Jewish students failed once again by NUS National President

This is in response to Sunday’s interview with the NUS National President in the Guardian (

The same Black Students’ Conference that elected the current NUS National President to Black Students’ Officer in 2014, passed policy that supported the full implementation of the Macpherson recommendations. This meant that NUS must take complaints of racist incidents seriously, from the victim or any other person. Whether a subsequent investigation vindicates their complaint or not, NUS’ initial response must respect their perception that they have been racially abused.

When applied to Jewish students, this means that they are allowed to define their own oppression. If Jewish students believe something to be antisemitic then it must be considered and investigated as such.

In Sunday’s interview, the NUS National President completely denied the right of Jewish students to define their experiences of antisemitism. She “does not accept that just because some Jewish people consider her antisemitic, that means she is.” This is, to a certain extent fair, if you do not uphold the Macpherson recommendations. But as the interviewer proceeded to ask: “why, then, does she not accord this principle to anyone else?” One rule for the Jews, another for everyone else.

Her poor attempts to clarify her past rhetoric are clumsy and do not remotely hold with Jewish students. They have not misinterpreted her, nor misunderstood her. This was, and still are, their concerns, those of which she is still yet to adequately acknowledge, let alone appropriately address.

In future, according to the National President in reference to her past rhetoric, “It’s not about not saying it again, it’s about just breaking them down to explain what I meant.” This abhorrent statement proves that Jewish students’ concerns have fallen on deaf ears. Does she realise that many Jewish students have fears about going onto campus this year, let alone engaging in NUS’ structures? Does she realise the impact that her election has had on Jewish students? The student movement that the National President is shaping is one that many Jewish students are not invited to engage with. It is one where terms like ‘Zionist-led media’ and ‘Zionist lobby’ are clearly accepted.
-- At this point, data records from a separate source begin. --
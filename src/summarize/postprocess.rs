//! Deterministic cleanup of model-written summaries.
//!
//! Models asked for "clean Markdown" still wrap answers in fences, emit CRLF,
//! pad lines and leave zero-width characters behind. The passes below fix the
//! layout without touching content. They run over every partial summary and
//! over the final fused document.
//!
//! ## Pass Order
//!
//! ```text
//! unwrap_fence → unify_newlines → rstrip_lines → squeeze_blank_runs
//!              → separate_headings → drop_invisible → single_final_newline
//! ```
//!
//! The fence goes first so later passes see the real document. `\r` is
//! turned into `\n` before lines are stripped, otherwise it would survive at
//! line ends.

use once_cell::sync::Lazy;
use regex::Regex;

type Pass = fn(&str) -> String;

const PASSES: [Pass; 7] = [
    unwrap_fence,
    unify_newlines,
    rstrip_lines,
    squeeze_blank_runs,
    separate_headings,
    drop_invisible,
    single_final_newline,
];

/// Zero-width and formatting characters that render as nothing.
const INVISIBLE: [char; 6] = ['\u{200B}', '\u{200C}', '\u{200D}', '\u{2060}', '\u{FEFF}', '\u{00AD}'];

static RE_WHOLE_FENCE: Lazy<Regex> =
    Lazy::new(|| Regex::new(r"(?s)^```(?:markdown|md)?\r?\n(.*)\r?\n```\s*$").unwrap());

/// Four or more newlines, i.e. three or more blank lines.
static RE_BLANK_RUN: Lazy<Regex> = Lazy::new(|| Regex::new(r"\n{4,}").unwrap());

/// ATX heading; `#page=3` and `#hashtag` do not qualify.
static RE_ATX_HEADING: Lazy<Regex> = Lazy::new(|| Regex::new(r"^#{1,6}\s").unwrap());

/// Clean a model reply that is returned to the caller.
pub fn clean_summary(input: &str) -> String {
    PASSES
        .iter()
        .fold(input.to_string(), |text, pass| pass(&text))
}

/// [`clean_summary`] without the trailing newline, for partials that are
/// embedded inside another prompt.
pub fn clean_partial(input: &str) -> String {
    let mut cleaned = clean_summary(input);
    cleaned.truncate(cleaned.trim_end().len());
    cleaned
}

fn unwrap_fence(input: &str) -> String {
    RE_WHOLE_FENCE
        .captures(input.trim())
        .map_or_else(|| input.to_string(), |caps| caps[1].to_string())
}

fn unify_newlines(input: &str) -> String {
    input.replace("\r\n", "\n").replace('\r', "\n")
}

fn rstrip_lines(input: &str) -> String {
    input.lines().map(str::trim_end).collect::<Vec<_>>().join("\n")
}

/// At most two blank lines in a row.
fn squeeze_blank_runs(input: &str) -> String {
    RE_BLANK_RUN.replace_all(input, "\n\n\n").into_owned()
}

/// Exactly one blank line before every heading except a leading one.
fn separate_headings(input: &str) -> String {
    let mut out = String::with_capacity(input.len() + 64);
    for line in input.lines() {
        if !out.is_empty() && RE_ATX_HEADING.is_match(line) {
            out.truncate(out.trim_end_matches('\n').len());
            out.push_str("\n\n");
        }
        out.push_str(line);
        out.push('\n');
    }
    out
}

fn drop_invisible(input: &str) -> String {
    input.chars().filter(|c| !INVISIBLE.contains(c)).collect()
}

fn single_final_newline(input: &str) -> String {
    let body = input.trim_end();
    let mut out = String::with_capacity(body.len() + 1);
    out.push_str(body);
    out.push('\n');
    out
}
/// Print tokens as they arrive; Ctrl-C stops reading upstream.
async fn stream_to_stdout(backend: &dyn LlmBackend, request: &GenerateRequest) -> Result<()> {
    let tokens = generate_stream(backend, request)
        .await
        .context("Streaming generation failed")?;
    let (tx, mut rx) = mpsc::channel(32);
    let pump = tokio::spawn(forward(tokens, tx));

    let stdout = io::stdout();
    let outcome = loop {
        tokio::select! {
            item = rx.recv() => match item {
                Some(Ok(bytes)) => {
                    let mut handle = stdout.lock();
                    handle.write_all(&bytes).context("Failed to write to stdout")?;
                    handle.flush().ok();
                }
                Some(Err(e)) => break Err(anyhow::Error::new(e).context("Stream interrupted")),
                None => break Ok(()),
            },
            _ = tokio::signal::ctrl_c() => {
                eprintln!("\n{}", dim("interrupted"));
                break Ok(());
            }
        }
    };

    drop(rx);
    pump.await.ok();
    println!();
    outcome
}

async fn print_engines(cli: &Cli, engines: &EngineConfig) -> Result<()> {
    let report = engine_report(engines).await;

    if cli.json {
        let rows: Vec<_> = report
            .iter()
            .map(|(engine, path)| serde_json::json!({ "engine": engine, "path": path }))
            .collect();
        println!(
            "{}",
            serde_json::to_string_pretty(&rows).context("Failed to serialise engine report")?
        );
        return Ok(());
    }

    for (engine, path) in &report {
        match path {
            Some(p) => println!("{} {:<12} {}", green("✓"), engine.label(), p.display()),
            None => println!("{} {:<12} {}", red("✗"), engine.label(), dim("not found")),
        }
    }
    Ok(())
}
//! Chunk-and-reduce summarization with an offline fallback.
//!
//! ## Pipeline
//!
//! ```text
//! text
//!  │
//!  ├─ 1. Guard    blank text, page limit (before any backend call)
//!  ├─ 2. Split    overlapping word-bounded chunks + page labels
//!  ├─ 3. Map      one completion per chunk (buffer_unordered, re-sorted)
//!  ├─ 4. Reduce   one completion fusing the labelled partials
//!  ├─ 5. JSON     optional structured re-encoding (failure → absent)
//!  └─ 6. Fallback any backend error in 3–4 → deterministic offline summary
//! ```
//!
//! Backend errors never reach the caller: the LLM path is abandoned as a
//! whole and the offline summary is returned with strategy
//! `offline_fallback`. Only validation errors (and extraction errors for
//! [`summarize_pdf`]) are returned as `Err`.

pub mod chunk;
pub mod offline;
pub mod postprocess;

use crate::config::{EngineConfig, ReturnFormat, SummaryConfig};
use crate::engines::ensure_pdf;
use crate::error::{PdfToolsError, ProviderError};
use crate::extract::{estimate_pages, extract_document};
use crate::llm::{CompletionRequest, LlmBackend};
use crate::output::{PartialSummary, Strategy, StructuredSummary, SummaryResult};
use crate::progress::{NoopProgressCallback, SummaryProgressCallback};
use crate::prompts;
use futures::stream::{self, StreamExt, TryStreamExt};
use std::time::Instant;
use tracing::{debug, info, warn};

/// Summarise a PDF: byte guard, text extraction, page guard, summary.
pub async fn summarize_pdf(
    bytes: &[u8],
    engine_config: &EngineConfig,
    backend: Option<&dyn LlmBackend>,
    config: &SummaryConfig,
) -> Result<SummaryResult, PdfToolsError> {
    check_size(bytes.len(), config)?;
    ensure_pdf(bytes)?;

    let doc = extract_document(bytes, engine_config).await?;
    info!("Extracted {} pages with {}", doc.page_count, doc.engine);
    summarize(&doc.text, doc.page_count, backend, config).await
}

/// Summarise plain text; the page count is estimated from the word count.
pub async fn summarize_text(
    text: &str,
    backend: Option<&dyn LlmBackend>,
    config: &SummaryConfig,
) -> Result<SummaryResult, PdfToolsError> {
    check_size(text.len(), config)?;
    let pages = estimate_pages(chunk::word_count(text));
    summarize(text, pages, backend, config).await
}

/// Summarise `text` taken from a `page_count`-page document.
///
/// With no backend the offline summary is produced directly.
pub async fn summarize(
    text: &str,
    page_count: usize,
    backend: Option<&dyn LlmBackend>,
    config: &SummaryConfig,
) -> Result<SummaryResult, PdfToolsError> {
    if text.trim().is_empty() {
        return Err(PdfToolsError::NoExtractableText);
    }
    if page_count > config.max_pages {
        return Err(PdfToolsError::TooManyPages {
            pages: page_count,
            max: config.max_pages,
        });
    }

    let cb: &dyn SummaryProgressCallback = match config.progress_callback.as_deref() {
        Some(cb) => cb,
        None => &NoopProgressCallback,
    };
    let start = Instant::now();

    let llm_result = match backend {
        Some(backend) => {
            info!("Summarizing with {}/{}", backend.name(), backend.model());
            llm_summary(text, page_count, backend, config, cb)
                .await
                .map_err(|e| e.to_string())
        }
        None => Err("no LLM backend configured".to_string()),
    };

    let mut result = match llm_result {
        Ok(result) => result,
        Err(reason) => {
            warn!("LLM summary failed, using offline fallback: {reason}");
            cb.on_fallback(&reason);
            offline_result(text, page_count, config)
        }
    };

    result.elapsed_secs = start.elapsed().as_secs_f64();
    cb.on_summary_complete(result.strategy.as_str(), result.elapsed_secs);
    Ok(result)
}

fn check_size(len: usize, config: &SummaryConfig) -> Result<(), PdfToolsError> {
    let bytes = len as u64;
    if bytes > config.max_bytes {
        return Err(PdfToolsError::InputTooLarge {
            bytes,
            max: config.max_bytes,
        });
    }
    Ok(())
}
//! Prompts for the chunk-and-reduce summarizer.
//!
//! Every instruction sent to a backend lives here, so changing the output
//! shape (an extra section, a different length band) means editing exactly
//! one place, and tests can inspect prompts without a live model.
//!
//! All prompts ask the model to answer in the language of the source text;
//! the offline summary is the only part of the crate with fixed headings.

use crate::config::SummaryMode;

/// System message attached to every summarizer call.
pub const SUMMARY_SYSTEM_PROMPT: &str = "You are an assistant that extracts and structures the content of documents. \
You never invent facts and you always answer in the same language as the text you are given.";

const MAP_BASE: &str = r#"Summarise the following text IN THE SAME LANGUAGE AS THE TEXT.
Length: 120–180 words.

Requirements:
- Keep bullet lists and numbering when they exist.
- Keep tool names, commands, paths and parameters verbatim (for example "document.pdf#page=…").
- Do not invent data. Do not repeat yourself."#;

const MAP_RICH_SUFFIX: &str = r#"
If you find them, include these sections:
- "Procedures" with numbered steps.
- "Commands/Parameters".
- "Tools" and what they are used for."#;

const REDUCE_EXECUTIVE_STRUCTURE: &str = r#"1) Context
2) Key points (bullets)
3) Conclusion"#;

const REDUCE_RICH_STRUCTURE: &str = r#"1) Short context (2–3 lines)
2) Topic outline (bullets)
3) Step-by-step procedures (each with numbered steps)
4) Useful commands and parameters (e.g. "document.pdf#page=...", "zoom=", "pagemode=")
5) Tools and downloads (what each is and what it is for)
6) Best practices / notes
7) Final checklist
8) Glossary (key terms)"#;

/// Instruction for summarising one chunk.
pub fn map_prompt(mode: SummaryMode, chunk_text: &str) -> String {
    let suffix = match mode {
        SummaryMode::Executive => "",
        SummaryMode::Rich => MAP_RICH_SUFFIX,
    };
    format!("{MAP_BASE}{suffix}\n\nText:\n\n{chunk_text}")
}

/// Word band of the fused summary.
pub fn reduce_length(mode: SummaryMode) -> &'static str {
    match mode {
        SummaryMode::Executive => "250–500",
        SummaryMode::Rich => "800–1,200",
    }
}

/// Instruction fusing the partial summaries into the final document.
///
/// Partials are labelled `[#n]` in chunk order, with the approximate page
/// range appended when one is known: `[#2 (≈p. 3–4)]`.
pub fn reduce_prompt(mode: SummaryMode, partials: &[String], page_ranges: &[String]) -> String {
    let structure = match mode {
        SummaryMode::Executive => REDUCE_EXECUTIVE_STRUCTURE,
        SummaryMode::Rich => REDUCE_RICH_STRUCTURE,
    };
    let head = format!(
        "Merge and clean up the following mini-summaries into **{} words**, \
always IN THE SAME LANGUAGE AS THE ORIGINAL TEXT.\n\n\
Mandatory structure:\n{structure}\n\n\
When page ranges are given you may cite them as (≈p. X–Y).\n\n\
Answer in clean **Markdown**.",
        reduce_length(mode)
    );

    let body = partials
        .iter()
        .enumerate()
        .map(|(i, partial)| format!("{} {}", partial_label(i, page_ranges.get(i)), partial))
        .collect::<Vec<_>>()
        .join("\n\n");

    format!("{head}\n\n{body}")
}

fn partial_label(index: usize, range: Option<&String>) -> String {
    match range {
        Some(r) if !r.is_empty() => format!("[#{} (≈{})]", index + 1, r),
        _ => format!("[#{}]", index + 1),
    }
}

/// Instruction re-encoding the final Markdown as strict JSON.
pub fn structured_prompt(markdown: &str) -> String {
    format!(
        r#"From the following Markdown, produce **pure JSON** with exactly these keys:
{{
  "context": string,
  "outline": string[],
  "procedures": [{{"title": string, "steps": string[]}}],
  "commands": string[],
  "tools": [{{"name": string, "description": string}}],
  "best_practices": string[],
  "checklist": string[],
  "glossary": [{{"term": string, "definition": string}}]
}}
Output nothing outside the JSON (no backticks, no comments).
If a section is missing, use an empty array.

Text:
{markdown}"#
    )
}

#[cfg(test)]
mod tests {
    use super::*;

    #[test]
    fn map_prompt_embeds_chunk_and_length() {
        let p = map_prompt(SummaryMode::Executive, "Alpha beta.");
        assert!(p.ends_with("Alpha beta."));
        assert!(p.contains("120–180 words"));
        assert!(!p.contains("Procedures"));
    }

    #[test]
    fn rich_map_prompt_asks_for_procedures() {
        let p = map_prompt(SummaryMode::Rich, "x");
        assert!(p.contains("\"Procedures\""));
        assert!(p.contains("\"Tools\""));
    }

    #[test]
    fn reduce_prompt_labels_partials_in_order() {
        let partials = vec!["first".to_string(), "second".to_string()];
        let ranges = vec!["p. 1–2".to_string(), "p. 3".to_string()];
        let p = reduce_prompt(SummaryMode::Executive, &partials, &ranges);
        let a = p.find("[#1 (≈p. 1–2)] first").unwrap();
        let b = p.find("[#2 (≈p. 3)] second").unwrap();
        assert!(a < b);
        assert!(p.contains("250–500"));
        assert!(p.contains("3) Conclusion"));
    }

    #[test]
    fn reduce_prompt_without_ranges() {
        let p = reduce_prompt(SummaryMode::Rich, &["only".to_string()], &[]);
        assert!(p.contains("[#1] only"));
        assert!(p.contains("8) Glossary"));
        assert!(p.contains("800–1,200"));
    }

    #[test]
    fn structured_prompt_lists_schema_keys() {
        let p = structured_prompt("# Title");
        for key in [
            "\"context\"",
            "\"outline\"",
            "\"procedures\"",
            "\"commands\"",
            "\"tools\"",
            "\"best_practices\"",
            "\"checklist\"",
            "\"glossary\"",
        ] {
            assert!(p.contains(key), "missing {key}");
        }
        assert!(p.ends_with("# Title"));
    }
}
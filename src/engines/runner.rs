//! Subprocess execution with a hard timeout.

use crate::error::AttemptError;
use std::io::ErrorKind;
use std::path::Path;
use std::process::Stdio;
use std::time::Duration;
use tokio::process::Command;
use tracing::debug;

/// Longest stderr excerpt kept in an [`AttemptError::Exit`].
const STDERR_EXCERPT: usize = 500;

/// Run `program` in `cwd` and return its stdout.
///
/// The child is killed when the timeout fires (`kill_on_drop`). A non-zero
/// exit becomes [`AttemptError::Exit`] with the tail of stderr.
pub async fn run(
    program: &Path,
    args: &[String],
    cwd: &Path,
    timeout: Duration,
) -> Result<Vec<u8>, AttemptError> {
    debug!("exec {} {}", program.display(), args.join(" "));

    let mut cmd = Command::new(program);
    cmd.args(args)
        .current_dir(cwd)
        .stdin(Stdio::null())
        .stdout(Stdio::piped())
        .stderr(Stdio::piped())
        .kill_on_drop(true);

    let output = match tokio::time::timeout(timeout, cmd.output()).await {
        Err(_) => {
            return Err(AttemptError::Timeout {
                secs: timeout.as_secs().max(1),
            })
        }
        Ok(Err(e)) if e.kind() == ErrorKind::NotFound => return Err(AttemptError::NotFound),
        Ok(Err(e)) => return Err(AttemptError::Io(e.to_string())),
        Ok(Ok(output)) => output,
    };

    if !output.status.success() {
        return Err(AttemptError::Exit {
            code: output.status.code(),
            stderr: excerpt(&String::from_utf8_lossy(&output.stderr)),
        });
    }
    Ok(output.stdout)
}

fn excerpt(stderr: &str) -> String {
    let trimmed = stderr.trim();
    let count = trimmed.chars().count();
    if count <= STDERR_EXCERPT {
        return trimmed.to_string();
    }
    let tail: String = trimmed.chars().skip(count - STDERR_EXCERPT).collect();
    format!("…{tail}")
}

#[cfg(test)]
mod tests {
    use super::*;

    #[test]
    fn excerpt_keeps_tail() {
        let long = "x".repeat(600) + "END";
        let e = excerpt(&long);
        assert!(e.starts_with('…'));
        assert!(e.ends_with("END"));
        assert_eq!(e.chars().count(), STDERR_EXCERPT + 1);
    }

    #[tokio::test]
    async fn missing_program_is_not_found() {
        let dir = tempfile::tempdir().unwrap();
        let err = run(
            Path::new("pdftools-no-such-engine"),
            &[],
            dir.path(),
            Duration::from_secs(5),
        )
        .await
        .unwrap_err();
        assert_eq!(err, AttemptError::NotFound);
    }

    #[cfg(unix)]
    #[tokio::test]
    async fn captures_stdout_and_failure() {
        let dir = tempfile::tempdir().unwrap();
        let out = run(
            Path::new("sh"),
            &["-c".into(), "printf 42".into()],
            dir.path(),
            Duration::from_secs(5),
        )
        .await
        .unwrap();
        assert_eq!(out, b"42");

        let err = run(
            Path::new("sh"),
            &["-c".into(), "echo boom >&2; exit 2".into()],
            dir.path(),
            Duration::from_secs(5),
        )
        .await
        .unwrap_err();
        assert_eq!(
            err,
            AttemptError::Exit {
                code: Some(2),
                stderr: "boom".into()
            }
        );
    }

    #[cfg(unix)]
    #[tokio::test]
    async fn slow_program_times_out() {
        let dir = tempfile::tempdir().unwrap();
        let err = run(
            Path::new("sh"),
            &["-c".into(), "sleep 5".into()],
            dir.path(),
            Duration::from_millis(100),
        )
        .await
        .unwrap_err();
        assert!(matches!(err, AttemptError::Timeout { .. }));
    }
}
But, I save the best till last. The National President was asked if she was worried that the antisemitism row has diminished her power as president. Her response is shocking. She said that she thinks the controversy raised the profile of the NUS, and provided new platforms for her “to put out our vision of the future”. If her vision of the future is one where Jewish students are made to feel intimidated by the things their National President says and where their oppression is used as a wave to ride on and not taken seriously, then it is a future that I, and I’m sure many, don’t want to be part of.

Malia, this was your opportunity to look Jewish students in the eye, recognise the problems with your past rhetoric, and apologise. It was your opportunity to reassure the 8,500 Jewish students who will be heading back to campus over the next few weeks that you are listening to their concerns, that you are actively willing to engage with the issues they’ve raised. But you didn’t. Again, you have failed Jewish students.

Instead of engaging with UJS, the national representative of Jewish students, you try and defend yourself in the pages of national newspapers. Why do you continue to ignore the concerns of Jewish students? Why are you continuing to use Jewish students, their experiences, and crucially, their oppression, as a political stick with which to beat them with?

Malia, Jewish students deserve better.